Work instruction: Copy every line of the data that includes the string "upper".

***** Dataset extract *****

//! Moment- and order-based statistics over the non-missing values of a column.

use crate::types::DescriptiveStats;

/// Linear-interpolation quantile of an ascending slice (h = (n-1)p).
pub fn quantile(sorted: &[f64], p: f64) -> Option<f64> {
    if sorted.is_empty() || !(0.0..=1.0).contains(&p) {
        return None;
    }
    let h = (sorted.len() - 1) as f64 * p;
    let lower = h.floor() as usize;
    let upper = h.ceil() as usize;
    Some(sorted[lower] + (h - lower as f64) * (sorted[upper] - sorted[lower]))
}

pub fn mean(values: &[f64]) -> Option<f64> {
    if values.is_empty() {
        None
    } else {
        Some(values.iter().sum::<f64>() / values.len() as f64)
    }
}

/// Sample standard deviation (n-1 denominator).
pub fn sample_std(values: &[f64]) -> Option<f64> {
    if values.len() < 2 {
        return None;
    }
    let m = mean(values)?;
    let ss: f64 = values.iter().map(|v| (v - m).powi(2)).sum();
    Some((ss / (values.len() - 1) as f64).sqrt())
}

/// Central moments m2, m3, m4 (population form).
fn central_moments(values: &[f64]) -> Option<(f64, f64, f64)> {
    let m = mean(values)?;
    let n = values.len() as f64;
    let (mut m2, mut m3, mut m4) = (0.0, 0.0, 0.0);
    for v in values {
        let d = v - m;
        let d2 = d * d;
        m2 += d2;
        m3 += d2 * d;
        m4 += d2 * d2;
    }
    Some((m2 / n, m3 / n, m4 / n))
}

fn is_constant(values: &[f64]) -> bool {
    values.windows(2).all(|w| w[0] == w[1])
}

/// Adjusted Fisher-Pearson skewness. Needs n >= 3.
pub fn skewness(values: &[f64]) -> Option<f64> {
    let n = values.len();
    if n < 3 {
        return None;
    }
    if is_constant(values) {
        return Some(0.0);
    }
    let (m2, m3, _) = central_moments(values)?;
    let g1 = m3 / m2.powf(1.5);
    let n = n as f64;
    Some(g1 * (n * (n - 1.0)).sqrt() / (n - 2.0))
}

/// Bias-corrected excess kurtosis. Needs n >= 4.
pub fn kurtosis(values: &[f64]) -> Option<f64> {
    let n = values.len();
    if n < 4 {
        return None;
    }
    if is_constant(values) {
        return Some(0.0);
    }
    let (m2, _, m4) = central_moments(values)?;
    let g2 = m4 / (m2 * m2) - 3.0;
    let n = n as f64;
    Some(((n + 1.0) * g2 + 6.0) * (n - 1.0) / ((n - 2.0) * (n - 3.0)))
}

/// Summarize a column; missing entries are excluded and counted.
pub fn summarize(column: &str, values: &[Option<f64>]) -> DescriptiveStats {
    let mut present: Vec<f64> = values.iter().flatten().copied().collect();
    let missing = values.len() - present.len();
    if present.is_empty() {
        return DescriptiveStats::empty(column, missing);
    }

    let mean_value = mean(&present);
    let std = sample_std(&present);
    let skew = skewness(&present);
    let kurt = kurtosis(&present);

    present.sort_by(f64::total_cmp);

    DescriptiveStats {
        column: column.to_string(),
        count: present.len(),
        missing,
        mean: mean_value,
        std,
        min: present.first().copied(),
        q1: quantile(&present, 0.25),
        median: quantile(&present, 0.5),
        q3: quantile(&present, 0.75),
        max: present.last().copied(),
        skewness: skew,
        kurtosis: kurt,
    }
}

#[cfg(test)]
mod tests {
    use super::*;

    fn approx(a: f64, b: f64) -> bool {
        (a - b).abs() < 1e-9
    }

    #[test]
    fn test_quantile_interpolates() {
        let sorted: Vec<f64> = (1..=10).map(f64::from).collect();
        assert!(approx(quantile(&sorted, 0.25).unwrap(), 3.25));
        assert!(approx(quantile(&sorted, 0.5).unwrap(), 5.5));
        assert!(approx(quantile(&sorted, 0.75).unwrap(), 7.75));
        assert_eq!(quantile(&sorted, 0.0), Some(1.0));
        assert_eq!(quantile(&sorted, 1.0), Some(10.0));
        assert_eq!(quantile(&[], 0.5), None);
    }

    #[test]
    fn test_summarize_excludes_missing() {
        let values = vec![Some(2.0), None, Some(4.0), Some(4.0), None, Some(6.0)];
        let stats = summarize("x", &values);
        assert_eq!(stats.count, 4);
        assert_eq!(stats.missing, 2);
        assert_eq!(stats.mean, Some(4.0));
        assert_eq!(stats.min, Some(2.0));
        assert_eq!(stats.max, Some(6.0));
        assert!(approx(stats.std.unwrap(), (8.0f64 / 3.0).sqrt()));
        assert_eq!(stats.skewness, Some(0.0));
    }

    #[test]
    fn test_summarize_all_missing_is_empty_record() {
        let stats = summarize("x", &[None, None]);
        assert!(stats.is_empty());
        assert_eq!(stats.missing, 2);
        assert_eq!(stats.mean, None);
        assert_eq!(stats.median, None);
    }

    #[test]
    fn test_single_value_has_no_spread() {
        let stats = summarize("x", &[Some(5.0)]);
        assert_eq!(stats.count, 1);
        assert_eq!(stats.median, Some(5.0));
        assert_eq!(stats.std, None);
        assert_eq!(stats.skewness, None);
        assert_eq!(stats.kurtosis, None);
    }

    #[test]
    fn test_constant_column_moments_are_zero() {
        let values = vec![Some(0.1); 6];
        let stats = summarize("c", &values);
        assert_eq!(stats.skewness, Some(0.0));
        assert_eq!(stats.kurtosis, Some(0.0));
    }

    #[test]
    fn test_skew_and_kurtosis_match_reference_values() {
        // reference values from the bias-corrected estimators
        let values = [1.0, 2.0, 3.0, 4.0, 10.0];
        assert!((skewness(&values).unwrap() - 1.697056).abs() < 1e-5);
        assert!((kurtosis(&values).unwrap() - 3.152).abs() < 1e-5);
    }

    #[test]
    fn test_quartile_ordering() {
        let values: Vec<Option<f64>> = [9.0, -3.0, 4.5, 4.5, 100.0, 0.0, 7.0]
            .into_iter()
            .map(Some)
            .collect();
        let stats = summarize("x", &values);
        let (min, q1, median, q3, max) = (
            stats.min.unwrap(),
            stats.q1.unwrap(),
            stats.median.unwrap(),
            stats.q3.unwrap(),
            stats.max.unwrap(),
        );
        assert!(min <= q1 && q1 <= median && median <= q3 && q3 <= max);
    }
}
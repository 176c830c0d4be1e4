//! Pairwise Pearson correlation.

use crate::types::CorrelationMatrix;

/// Pearson coefficient over rows where both values are present.
///
/// `None` for fewer than two complete pairs or zero variance on either side.
pub fn pearson(x: &[Option<f64>], y: &[Option<f64>]) -> Option<f64> {
    let pairs: Vec<(f64, f64)> = x
        .iter()
        .zip(y)
        .filter_map(|(a, b)| Some(((*a)?, (*b)?)))
        .collect();
    if pairs.len() < 2 {
        return None;
    }

    let n = pairs.len() as f64;
    let mean_x = pairs.iter().map(|p| p.0).sum::<f64>() / n;
    let mean_y = pairs.iter().map(|p| p.1).sum::<f64>() / n;

    let (mut sxy, mut sxx, mut syy) = (0.0, 0.0, 0.0);
    for (a, b) in &pairs {
        let dx = a - mean_x;
        let dy = b - mean_y;
        sxy += dx * dy;
        sxx += dx * dx;
        syy += dy * dy;
    }
    if sxx == 0.0 || syy == 0.0 {
        return None;
    }

    Some((sxy / (sxx.sqrt() * syy.sqrt())).clamp(-1.0, 1.0))
}

/// Symmetric matrix over the given columns, in the given order.
pub fn correlation_matrix(columns: &[(String, Vec<Option<f64>>)]) -> CorrelationMatrix {
    let n = columns.len();
    let mut values = vec![vec![None; n]; n];

    for i in 0..n {
        for j in i..n {
            let r = pearson(&columns[i].1, &columns[j].1);
            let r = if i == j { r.map(|_| 1.0) } else { r };
            values[i][j] = r;
            values[j][i] = r;
        }
    }

    CorrelationMatrix {
        columns: columns.iter().map(|(name, _)| name.clone()).collect(),
        values,
    }
}

#[cfg(test)]
mod tests {
    use super::*;

    fn col(name: &str, values: &[Option<f64>]) -> (String, Vec<Option<f64>>) {
        (name.to_string(), values.to_vec())
    }

    #[test]
    fn test_perfect_linear() {
        let x = [Some(1.0), Some(2.0), Some(3.0), Some(4.0)];
        let y = [Some(2.0), Some(4.0), Some(6.0), Some(8.0)];
        let z = [Some(8.0), Some(6.0), Some(4.0), Some(2.0)];
        assert!((pearson(&x, &y).unwrap() - 1.0).abs() < 1e-12);
        assert!((pearson(&x, &z).unwrap() + 1.0).abs() < 1e-12);
    }

    #[test]
    fn test_pairwise_exclusion() {
        // row 2 is dropped only for this pair
        let x = [Some(1.0), Some(2.0), None, Some(4.0)];
        let y = [Some(1.0), Some(2.0), Some(100.0), Some(4.0)];
        assert!((pearson(&x, &y).unwrap() - 1.0).abs() < 1e-12);
    }

    #[test]
    fn test_zero_variance_is_undefined() {
        let x = [Some(1.0), Some(2.0), Some(3.0)];
        let c = [Some(5.0), Some(5.0), Some(5.0)];
        assert_eq!(pearson(&x, &c), None);
        assert_eq!(pearson(&[Some(1.0)], &[Some(2.0)]), None);
    }

    #[test]
    fn test_matrix_symmetric_with_unit_diagonal() {
        let columns = vec![
            col("a", &[Some(1.0), Some(2.0), Some(3.0), Some(5.0)]),
            col("b", &[Some(2.0), Some(1.0), Some(4.0), Some(3.0)]),
            col("c", &[Some(7.0), Some(7.0), Some(7.0), Some(7.0)]),
        ];
        let m = correlation_matrix(&columns);
        assert_eq!(m.columns, vec!["a", "b", "c"]);
        for i in 0..3 {
            for j in 0..3 {
                assert_eq!(m.values[i][j], m.values[j][i]);
            }
        }
        assert_eq!(m.get("a", "a"), Some(1.0));
        assert_eq!(m.get("b", "b"), Some(1.0));
        assert_eq!(m.get("c", "c"), None);
        assert_eq!(m.get("a", "c"), None);
        assert!(m.get("a", "b").is_some());
    }
}
#[cfg(test)]
mod tests {
    use super::*;
    use pretty_assertions::assert_eq;

    fn strings(values: &[&str]) -> Vec<Option<String>> {
        values
            .iter()
            .map(|v| if v.is_empty() { None } else { Some(v.to_string()) })
            .collect()
    }

    #[test]
    fn test_cross_tabulate_counts() {
        let groups = strings(&["n", "s", "n", "n", ""]);
        let stacks = strings(&["x", "y", "y", "x", "x"]);
        let tab = cross_tabulate(&groups, &stacks, None, Aggregation::Count);
        assert_eq!(tab.groups, vec!["n", "s"]);
        assert_eq!(tab.stacks, vec!["x", "y"]);
        assert_eq!(tab.cells, vec![vec![2.0, 1.0], vec![0.0, 1.0]]);
    }

    #[test]
    fn test_cross_tabulate_sum_and_mean() {
        let groups = strings(&["a", "a", "b", "a"]);
        let stacks = strings(&["x", "x", "x", "y"]);
        let values = vec![Some(2.0), Some(4.0), None, Some(10.0)];

        let sum = cross_tabulate(&groups, &stacks, Some(&values), Aggregation::Sum);
        assert_eq!(sum.groups, vec!["a"]);
        assert_eq!(sum.cells, vec![vec![6.0, 10.0]]);

        let mean = cross_tabulate(&groups, &stacks, Some(&values), Aggregation::Mean);
        assert_eq!(mean.cells, vec![vec![3.0, 10.0]]);
    }

    #[test]
    fn test_wedge_points_closed_ring() {
        let points = wedge_points((100, 100), 50.0, 25.0, 0.0, PI / 2.0);
        assert_eq!(points.first(), Some(&(100, 50)));
        assert!(points.contains(&(150, 100)));
        assert!(points.contains(&(125, 100)));
        assert_eq!(points.last(), Some(&(100, 75)));
    }
}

*****

Problem solution:
    let upper = h.ceil() as usize;
    Some(sorted[lower] + (h - lower as f64) * (sorted[upper] - sorted[lower]))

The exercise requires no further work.